Someone in my position could easily charge $25 for a review or writeup and $50 to package and place a track on a platform. These prices wouldn’t be unfair. Give me your record, and it’s pretty much promised a minimum of 10,000 plays. Tracks that I put my hand on normally see 30-40k streams each on soundcloud. Artists get booked for shows from these results. PR companies are using these links for their email blasts. Big sites with big budgets are picking at our content and profiting from it. And I don’t charge anything for my services. I could keep the standard of “this will only go up if I like it”, charge a minimal amount behind the backs of the platforms I work with, and clear a few hundred dollars a day. Would I be wrong to attach a fee to my services?

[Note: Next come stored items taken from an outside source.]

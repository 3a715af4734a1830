//! Application state shared across handlers.

use std::sync::Arc;

use sqlx::PgPool;

use crate::config::ServerConfig;
use crate::db::PgStore;

/// Application state shared across all handlers.
///
/// This struct is cheaply cloneable via `Arc` and provides access to
/// shared resources like the store and configuration.
#[derive(Clone)]
pub struct AppState {
    inner: Arc<AppStateInner>,
}

struct AppStateInner {
    config: ServerConfig,
    store: PgStore,
}

impl AppState {
    /// Create a new application state.
    #[must_use]
    pub fn new(config: ServerConfig, pool: PgPool) -> Self {
        Self {
            inner: Arc::new(AppStateInner {
                config,
                store: PgStore::new(pool),
            }),
        }
    }

    /// Get a reference to the server configuration.
    #[must_use]
    pub fn config(&self) -> &ServerConfig {
        &self.inner.config
    }

    /// Get a reference to the store.
    #[must_use]
    pub fn store(&self) -> &PgStore {
        &self.inner.store
    }

    /// Get a reference to the database connection pool.
    #[must_use]
    pub fn pool(&self) -> &PgPool {
        self.inner.store.pool()
    }
}
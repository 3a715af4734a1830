//! Tannery CLI - Database migrations and management tools.
//!
//! # Usage
//!
//! ```bash
//! # Run database migrations (includes the session table)
//! tannery migrate
//!
//! # Seed the catalog with sample products
//! tannery seed
//!
//! # Create an admin account
//! tannery admin create -u admin -p 'a-long-unique-passphrase'
//! ```
//!
//! # Commands
//!
//! - `migrate` - Run database migrations
//! - `seed` - Seed the catalog with sample products (no-op if non-empty)
//! - `admin create` - Create an admin account

#![cfg_attr(not(test), forbid(unsafe_code))]

use clap::{Parser, Subcommand};

mod commands;

#[derive(Parser)]
#[command(name = "tannery")]
#[command(author, version, about = "Tannery CLI tools")]
struct Cli {
    #[command(subcommand)]
    command: Commands,
}

#[derive(Subcommand)]
enum Commands {
    /// Run database migrations
    Migrate,
    /// Seed the catalog with sample products
    Seed,
    /// Manage admin accounts
    Admin {
        #[command(subcommand)]
        action: AdminAction,
    },
}

#[derive(Subcommand)]
enum AdminAction {
    /// Create a new admin account
    Create {
        /// Admin username
        #[arg(short, long)]
        username: String,

        /// Admin password (min 8 characters)
        #[arg(short, long)]
        password: String,
    },
}

#[tokio::main]
async fn main() {
    // Initialize tracing
    tracing_subscriber::fmt::init();

    let cli = Cli::parse();

    let result: Result<(), Box<dyn std::error::Error>> = run(cli).await;

    if let Err(e) = result {
        tracing::error!("Command failed: {e}");
        std::process::exit(1);
    }
}

async fn run(cli: Cli) -> Result<(), Box<dyn std::error::Error>> {
    match cli.command {
        Commands::Migrate => commands::migrate::run().await?,
        Commands::Seed => commands::seed::products().await?,
        Commands::Admin { action } => match action {
            AdminAction::Create { username, password } => {
                commands::admin::create_user(&username, &password).await?;
            }
        },
    }
    Ok(())
}
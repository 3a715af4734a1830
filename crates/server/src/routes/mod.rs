//! HTTP route handlers for the storefront JSON API.
//!
//! # Route Structure
//!
//! ```text
//! GET    /health                 - Liveness check
//! GET    /health/ready           - Readiness check (DB ping)
//!
//! # Auth
//! POST   /api/auth/register      - Create an account and log it in
//! POST   /api/auth/login         - Login
//! POST   /api/auth/logout        - Logout
//! GET    /api/auth/me            - Current account
//!
//! # Catalog (reads open, writes admin-gated)
//! GET    /api/products           - Product listing (?category= filter)
//! GET    /api/products/{id}      - Product detail
//! POST   /api/products           - Create product (admin)
//! PUT    /api/products/{id}      - Update product (admin)
//! DELETE /api/products/{id}      - Delete product (admin)
//!
//! # Cart (requires auth)
//! GET    /api/cart               - Cart contents with live product data
//! POST   /api/cart/items         - Add item (merges on repeat products)
//! PATCH  /api/cart/items/{id}    - Set quantity (0 or below removes)
//! DELETE /api/cart/items/{id}    - Remove item
//! DELETE /api/cart               - Clear cart
//!
//! # Orders (requires auth)
//! POST   /api/orders             - Checkout the cart into an order
//! GET    /api/orders             - Order history
//! ```

pub mod auth;
pub mod cart;
pub mod orders;
pub mod products;

use axum::{
    Router,
    routing::{get, patch, post},
};

use crate::state::AppState;

/// Create the auth routes router.
pub fn auth_routes() -> Router<AppState> {
    Router::new()
        .route("/register", post(auth::register))
        .route("/login", post(auth::login))
        .route("/logout", post(auth::logout))
        .route("/me", get(auth::me))
}

/// Create the product routes router.
pub fn product_routes() -> Router<AppState> {
    Router::new()
        .route("/", get(products::index).post(products::create))
        .route(
            "/{id}",
            get(products::show)
                .put(products::update)
                .delete(products::remove),
        )
}

/// Create the cart routes router.
pub fn cart_routes() -> Router<AppState> {
    Router::new()
        .route("/", get(cart::index).delete(cart::clear))
        .route("/items", post(cart::add))
        .route("/items/{id}", patch(cart::update).delete(cart::remove))
}

/// Create the order routes router.
pub fn order_routes() -> Router<AppState> {
    Router::new().route("/", post(orders::create).get(orders::index))
}

/// Create all routes for the storefront.
pub fn routes() -> Router<AppState> {
    Router::new()
        .nest("/api/auth", auth_routes())
        .nest("/api/products", product_routes())
        .nest("/api/cart", cart_routes())
        .nest("/api/orders", order_routes())
}
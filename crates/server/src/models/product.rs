//! Catalog domain types.

use chrono::{DateTime, Utc};
use rust_decimal::Decimal;
use serde::Serialize;

use tannery_core::{ProductCategory, ProductId};

/// A catalog entry.
///
/// Prices are fixed-point decimals and serialize as strings on the wire.
#[derive(Debug, Clone, Serialize)]
pub struct Product {
    /// Unique product ID.
    pub id: ProductId,
    /// Display name.
    pub name: String,
    /// Long-form description.
    pub description: String,
    /// Catalog category.
    pub category: ProductCategory,
    /// Unit price, non-negative.
    pub price: Decimal,
    /// Image reference.
    pub image_url: String,
    /// When the product was created.
    pub created_at: DateTime<Utc>,
}

/// Input for creating a product.
#[derive(Debug, Clone)]
pub struct NewProduct {
    pub name: String,
    pub description: String,
    pub category: ProductCategory,
    pub price: Decimal,
    pub image_url: String,
}

/// Partial update for an existing product.
///
/// `None` fields are left unchanged.
#[derive(Debug, Clone, Default)]
pub struct ProductUpdate {
    pub name: Option<String>,
    pub description: Option<String>,
    pub category: Option<ProductCategory>,
    pub price: Option<Decimal>,
    pub image_url: Option<String>,
}
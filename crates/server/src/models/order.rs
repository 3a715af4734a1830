//! Order domain types.
//!
//! Orders are immutable once created: each line carries the price copied
//! from the catalog at checkout time, so later catalog edits never change
//! what a historical order cost.

use chrono::{DateTime, Utc};
use rust_decimal::Decimal;
use serde::Serialize;

use tannery_core::{OrderId, OrderLineId, OrderStatus, ProductId, UserId};

/// An order header.
#[derive(Debug, Clone, Serialize)]
pub struct Order {
    /// Unique order ID.
    pub id: OrderId,
    /// User who placed the order.
    pub user_id: UserId,
    /// Sum of `price * quantity` over the order's lines, fixed at creation.
    pub total: Decimal,
    /// Always created as [`OrderStatus::Pending`].
    pub status: OrderStatus,
    /// When the order was placed.
    pub created_at: DateTime<Utc>,
}

/// One line of an order.
#[derive(Debug, Clone, Serialize)]
pub struct OrderLine {
    /// Unique order line ID.
    pub id: OrderLineId,
    /// Parent order.
    pub order_id: OrderId,
    /// Referenced product (weak reference; the product may later change or
    /// disappear without affecting this line).
    pub product_id: ProductId,
    /// Units ordered.
    pub quantity: i32,
    /// Unit price at the moment the order was created.
    pub price: Decimal,
}

/// A freshly created order together with its lines.
///
/// Returned by checkout so callers get the full record without a second
/// read.
#[derive(Debug, Clone, Serialize)]
pub struct PlacedOrder {
    #[serde(flatten)]
    pub order: Order,
    pub lines: Vec<OrderLine>,
}

/// Everything the store needs to persist an order atomically.
#[derive(Debug, Clone)]
pub struct OrderDraft {
    pub user_id: UserId,
    pub total: Decimal,
    pub status: OrderStatus,
    pub lines: Vec<OrderLineDraft>,
}

/// One not-yet-persisted order line with its snapshot price.
#[derive(Debug, Clone)]
pub struct OrderLineDraft {
    pub product_id: ProductId,
    pub quantity: i32,
    pub price: Decimal,
}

I helped LiveMixtapes launch their sister site, ClubTapes by pulling and packaging a small amount (maybe 5-10%) of their content for the first 6 months they were in operation. I’ll save you the drawn out explanation of why I don’t hold that team in high regards. It’s easier to simply give you an idea of what they expect artists to pay for placement on their websites.
I stopped my interactions with ClubTapes altogether after seeing these fees. There are several issues outside of the fact that LiveMixtapes expects people to pay these prices. You are essentially paying for position. ClubTapes is an invite-only site. There is nobody there that truly understands the history of electronic music, nobody that knows what records are relevant (and why), nobody asking your permission to post records, and no chance for promising independent artists to compete with other (generally irrelevant) DJs unless you are funneling money into their paypal account. This team is the same exact team that launched LiveMixtapes. They know rap records. If you mirror your ClubTapes release to LiveMixtapes (which obviously will get a broader audience to view your record, it will cost you much more, and your record is getting the attention of rap fans who have no clue what our scene is about.

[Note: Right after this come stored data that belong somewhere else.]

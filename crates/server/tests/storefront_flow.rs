//! End-to-end exercises of the cart and order services over the in-memory
//! store: the merge invariant, quantity rules, checkout atomicity, and
//! price snapshotting.

#![allow(clippy::unwrap_used)]

use rust_decimal::Decimal;

use tannery_core::{ProductCategory, ProductId, UserId};
use tannery_server::db::{MemStore, Store};
use tannery_server::models::{NewProduct, ProductUpdate};
use tannery_server::services::{AuthService, CartService, OrderError, OrderService};

async fn seed_product(store: &MemStore, name: &str, cents: i64) -> ProductId {
    store
        .insert_product(&NewProduct {
            name: name.to_owned(),
            description: format!("{name} description"),
            category: ProductCategory::Accessories,
            price: Decimal::new(cents, 2),
            image_url: format!("https://img.example/{name}.jpg"),
        })
        .await
        .unwrap()
        .id
}

#[tokio::test]
async fn adding_the_same_product_twice_merges_quantities() {
    let store = MemStore::new();
    let cart = CartService::new(&store);
    let user = UserId::new(1);
    let product = seed_product(&store, "jacket", 29999).await;

    cart.add_item(user, product, 2).await.unwrap();
    cart.add_item(user, product, 3).await.unwrap();

    let lines = cart.items(user).await.unwrap();
    assert_eq!(lines.len(), 1, "merge must never duplicate rows");
    assert_eq!(lines.first().unwrap().item.quantity, 5);
}

#[tokio::test]
async fn no_persisted_quantity_is_ever_below_one() {
    let store = MemStore::new();
    let cart = CartService::new(&store);
    let user = UserId::new(1);
    let product = seed_product(&store, "belt", 3999).await;

    // Invalid adds never reach the store.
    assert!(cart.add_item(user, product, 0).await.is_err());
    assert!(cart.add_item(user, product, -3).await.is_err());

    // An update to zero removes the row rather than persisting it.
    let item = cart.add_item(user, product, 2).await.unwrap();
    cart.update_quantity(user, item.id, 0).await.unwrap();

    for line in cart.items(user).await.unwrap() {
        assert!(line.item.quantity >= 1);
    }
    assert!(cart.items(user).await.unwrap().is_empty());
}

#[tokio::test]
async fn checkout_totals_are_price_times_quantity_summed() {
    let store = MemStore::new();
    let cart = CartService::new(&store);
    let orders = OrderService::new(&store);
    let user = UserId::new(1);

    // {p=10 (price 49.99, qty 2), p=20 (price 10.00, qty 1)} => 109.98
    let first = seed_product(&store, "wallet", 4999).await;
    let second = seed_product(&store, "care-kit", 1000).await;
    cart.add_item(user, first, 2).await.unwrap();
    cart.add_item(user, second, 1).await.unwrap();

    let placed = orders.checkout(user).await.unwrap();

    assert_eq!(placed.order.total, Decimal::new(10998, 2));
    assert_eq!(placed.lines.len(), 2);
    assert!(cart.items(user).await.unwrap().is_empty());

    let history = orders.list(user).await.unwrap();
    assert_eq!(history.len(), 1);
    assert_eq!(history.first().unwrap().total, placed.order.total);
}

#[tokio::test]
async fn empty_cart_checkout_creates_no_order() {
    let store = MemStore::new();
    let orders = OrderService::new(&store);
    let user = UserId::new(1);

    assert!(matches!(
        orders.checkout(user).await,
        Err(OrderError::EmptyCart)
    ));
    assert!(orders.list(user).await.unwrap().is_empty());
}

#[tokio::test]
async fn second_checkout_of_the_same_cart_is_empty_cart() {
    let store = MemStore::new();
    let cart = CartService::new(&store);
    let orders = OrderService::new(&store);
    let user = UserId::new(1);
    let product = seed_product(&store, "bag", 15999).await;
    cart.add_item(user, product, 1).await.unwrap();

    orders.checkout(user).await.unwrap();
    assert!(matches!(
        orders.checkout(user).await,
        Err(OrderError::EmptyCart)
    ));
    assert_eq!(orders.list(user).await.unwrap().len(), 1);
}

#[tokio::test]
async fn order_prices_are_snapshots_not_references() {
    let store = MemStore::new();
    let cart = CartService::new(&store);
    let orders = OrderService::new(&store);
    let user = UserId::new(1);
    let product = seed_product(&store, "jacket", 29999).await;
    cart.add_item(user, product, 1).await.unwrap();

    let placed = orders.checkout(user).await.unwrap();

    store
        .update_product(
            product,
            &ProductUpdate {
                price: Some(Decimal::new(100, 2)),
                ..Default::default()
            },
        )
        .await
        .unwrap();

    assert_eq!(placed.lines.first().unwrap().price, Decimal::new(29999, 2));
    assert_eq!(
        orders.list(user).await.unwrap().first().unwrap().total,
        Decimal::new(29999, 2)
    );
}

#[tokio::test]
async fn carts_are_isolated_per_user() {
    let store = MemStore::new();
    let cart = CartService::new(&store);
    let orders = OrderService::new(&store);
    let product = seed_product(&store, "belt", 3999).await;

    let alice = UserId::new(1);
    let bob = UserId::new(2);
    cart.add_item(alice, product, 1).await.unwrap();
    cart.add_item(bob, product, 5).await.unwrap();

    orders.checkout(alice).await.unwrap();

    // Alice's checkout must not have touched Bob's cart.
    let bobs = cart.items(bob).await.unwrap();
    assert_eq!(bobs.len(), 1);
    assert_eq!(bobs.first().unwrap().item.quantity, 5);
    assert!(orders.list(bob).await.unwrap().is_empty());
}

#[tokio::test]
async fn registered_users_can_shop_end_to_end() {
    let store = MemStore::new();
    let auth = AuthService::new(&store);
    let cart = CartService::new(&store);
    let orders = OrderService::new(&store);

    let user = auth.register("ada.lovelace", "correct-horse-battery").await.unwrap();
    let product = seed_product(&store, "wallet", 4999).await;

    cart.add_item(user.id, product, 2).await.unwrap();
    let placed = orders.checkout(user.id).await.unwrap();

    assert_eq!(placed.order.user_id, user.id);
    assert_eq!(placed.order.total, Decimal::new(9998, 2));
}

Ah but be careful when you pull the trigger on this. I did the DJ mix on Munchi’s “Trap Bubbling” release. The response from fans is so different on their site than it on Munchi’s soundcloud.
Now check out the responses over at ClubTapes.
Though you can easily spend $15,000 to have one single release featured for 5 days on the top of their main page with all of the bells and whistles, their numbers are similar to other platforms where you pay nothing. Not only does the mix have 20,000 more plays on Munchi’s soundcloud page, but the people that found it there actually know why this is a relevant release. His followers are an educated audience. Munchi and I would have spent 5 figures to get this record on the front page of LiveMixtapes had I not had a connection there. Their audience didn’t understand the record. And it got less plays than just putting it up on soundcloud. Their link isn’t front page when you google it. You will see Munchi’s soundcloud, Mad Decent, Hypetrak, and The Dankles. But not the one offering the packages with insane pricing. It’s more than a bit ridiculous when you put all of the pieces of the puzzle together.